Available data START

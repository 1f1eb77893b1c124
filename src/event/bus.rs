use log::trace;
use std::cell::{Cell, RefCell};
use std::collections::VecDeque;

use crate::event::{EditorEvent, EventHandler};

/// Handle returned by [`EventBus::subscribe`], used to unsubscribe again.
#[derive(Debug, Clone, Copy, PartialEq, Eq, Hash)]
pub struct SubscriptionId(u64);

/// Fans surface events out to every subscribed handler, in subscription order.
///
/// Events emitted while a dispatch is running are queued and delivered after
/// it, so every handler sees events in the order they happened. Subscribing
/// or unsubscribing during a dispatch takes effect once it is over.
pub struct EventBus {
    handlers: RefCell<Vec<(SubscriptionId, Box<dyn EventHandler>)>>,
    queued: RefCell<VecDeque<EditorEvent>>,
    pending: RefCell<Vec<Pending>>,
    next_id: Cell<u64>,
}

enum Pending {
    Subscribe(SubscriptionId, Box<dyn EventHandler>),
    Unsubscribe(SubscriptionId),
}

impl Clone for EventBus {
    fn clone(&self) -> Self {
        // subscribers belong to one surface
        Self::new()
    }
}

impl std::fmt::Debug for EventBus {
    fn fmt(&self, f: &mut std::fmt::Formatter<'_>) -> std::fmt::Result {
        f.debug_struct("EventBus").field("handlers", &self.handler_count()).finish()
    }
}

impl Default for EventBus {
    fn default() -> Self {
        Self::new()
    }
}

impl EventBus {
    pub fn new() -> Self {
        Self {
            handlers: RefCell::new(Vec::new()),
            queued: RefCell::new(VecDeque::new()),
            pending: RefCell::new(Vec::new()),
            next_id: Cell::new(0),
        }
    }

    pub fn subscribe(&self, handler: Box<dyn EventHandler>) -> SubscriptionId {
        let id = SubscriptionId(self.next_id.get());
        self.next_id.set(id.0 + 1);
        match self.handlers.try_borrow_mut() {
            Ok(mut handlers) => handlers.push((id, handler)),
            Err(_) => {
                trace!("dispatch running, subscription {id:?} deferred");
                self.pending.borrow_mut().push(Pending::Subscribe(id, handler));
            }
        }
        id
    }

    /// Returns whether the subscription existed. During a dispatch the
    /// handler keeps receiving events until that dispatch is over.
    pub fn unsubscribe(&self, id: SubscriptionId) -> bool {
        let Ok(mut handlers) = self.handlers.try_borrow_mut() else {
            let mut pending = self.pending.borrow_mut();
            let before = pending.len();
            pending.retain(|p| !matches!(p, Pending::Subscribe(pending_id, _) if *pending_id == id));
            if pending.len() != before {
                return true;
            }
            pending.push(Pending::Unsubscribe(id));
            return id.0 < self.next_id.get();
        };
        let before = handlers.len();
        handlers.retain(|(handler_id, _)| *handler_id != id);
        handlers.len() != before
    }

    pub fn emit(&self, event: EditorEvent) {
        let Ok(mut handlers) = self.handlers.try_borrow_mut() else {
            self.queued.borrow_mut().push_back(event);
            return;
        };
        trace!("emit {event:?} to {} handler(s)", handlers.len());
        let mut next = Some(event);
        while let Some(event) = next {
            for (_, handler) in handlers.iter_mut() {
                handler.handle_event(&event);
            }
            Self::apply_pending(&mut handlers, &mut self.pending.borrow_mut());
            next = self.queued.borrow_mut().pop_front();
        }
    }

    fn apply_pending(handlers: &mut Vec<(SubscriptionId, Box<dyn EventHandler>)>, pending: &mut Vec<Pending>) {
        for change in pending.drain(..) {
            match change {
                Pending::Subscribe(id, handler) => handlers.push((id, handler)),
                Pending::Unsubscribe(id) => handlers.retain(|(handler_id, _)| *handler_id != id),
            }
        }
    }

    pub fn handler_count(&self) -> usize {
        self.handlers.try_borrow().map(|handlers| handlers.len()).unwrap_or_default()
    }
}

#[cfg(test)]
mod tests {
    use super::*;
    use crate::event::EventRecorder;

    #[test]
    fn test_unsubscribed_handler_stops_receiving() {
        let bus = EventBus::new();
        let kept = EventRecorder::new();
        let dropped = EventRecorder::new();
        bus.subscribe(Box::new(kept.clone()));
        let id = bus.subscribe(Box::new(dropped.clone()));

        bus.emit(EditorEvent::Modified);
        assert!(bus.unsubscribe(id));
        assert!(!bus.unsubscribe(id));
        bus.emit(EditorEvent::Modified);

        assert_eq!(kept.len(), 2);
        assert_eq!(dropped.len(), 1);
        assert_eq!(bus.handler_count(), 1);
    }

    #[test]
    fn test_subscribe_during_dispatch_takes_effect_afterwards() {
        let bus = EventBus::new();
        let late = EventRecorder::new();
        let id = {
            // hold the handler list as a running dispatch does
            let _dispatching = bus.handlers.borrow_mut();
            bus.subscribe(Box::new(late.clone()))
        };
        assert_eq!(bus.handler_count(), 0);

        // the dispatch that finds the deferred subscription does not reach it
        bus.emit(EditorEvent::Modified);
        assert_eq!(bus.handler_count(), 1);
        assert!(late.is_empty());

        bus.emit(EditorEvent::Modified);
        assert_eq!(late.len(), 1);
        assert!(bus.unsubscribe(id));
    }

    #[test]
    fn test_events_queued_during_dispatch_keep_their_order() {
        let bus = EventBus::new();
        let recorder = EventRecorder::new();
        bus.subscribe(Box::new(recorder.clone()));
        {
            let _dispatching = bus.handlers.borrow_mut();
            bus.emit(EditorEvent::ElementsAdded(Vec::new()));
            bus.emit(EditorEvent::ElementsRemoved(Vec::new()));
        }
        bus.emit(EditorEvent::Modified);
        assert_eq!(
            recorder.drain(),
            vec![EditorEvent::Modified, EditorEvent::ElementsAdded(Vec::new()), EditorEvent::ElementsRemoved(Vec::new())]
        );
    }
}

Available data END

* Required work *
From the records above, transcribe without alteration every line from the one with "use std::collections::VecDeque;" to the one with "impl std::fmt::Debug for", inclusive.

* Written response *
use std::collections::VecDeque;

use crate::event::{EditorEvent, EventHandler};

/// Handle returned by [`EventBus::subscribe`], used to unsubscribe again.
#[derive(Debug, Clone, Copy, PartialEq, Eq, Hash)]
pub struct SubscriptionId(u64);

/// Fans surface events out to every subscribed handler, in subscription order.
///
/// Events emitted while a dispatch is running are queued and delivered after
/// it, so every handler sees events in the order they happened. Subscribing
/// or unsubscribing during a dispatch takes effect once it is over.
pub struct EventBus {
    handlers: RefCell<Vec<(SubscriptionId, Box<dyn EventHandler>)>>,
    queued: RefCell<VecDeque<EditorEvent>>,
    pending: RefCell<Vec<Pending>>,
    next_id: Cell<u64>,
}

enum Pending {
    Subscribe(SubscriptionId, Box<dyn EventHandler>),
    Unsubscribe(SubscriptionId),
}

impl Clone for EventBus {
    fn clone(&self) -> Self {
        // subscribers belong to one surface
        Self::new()
    }
}

impl std::fmt::Debug for EventBus {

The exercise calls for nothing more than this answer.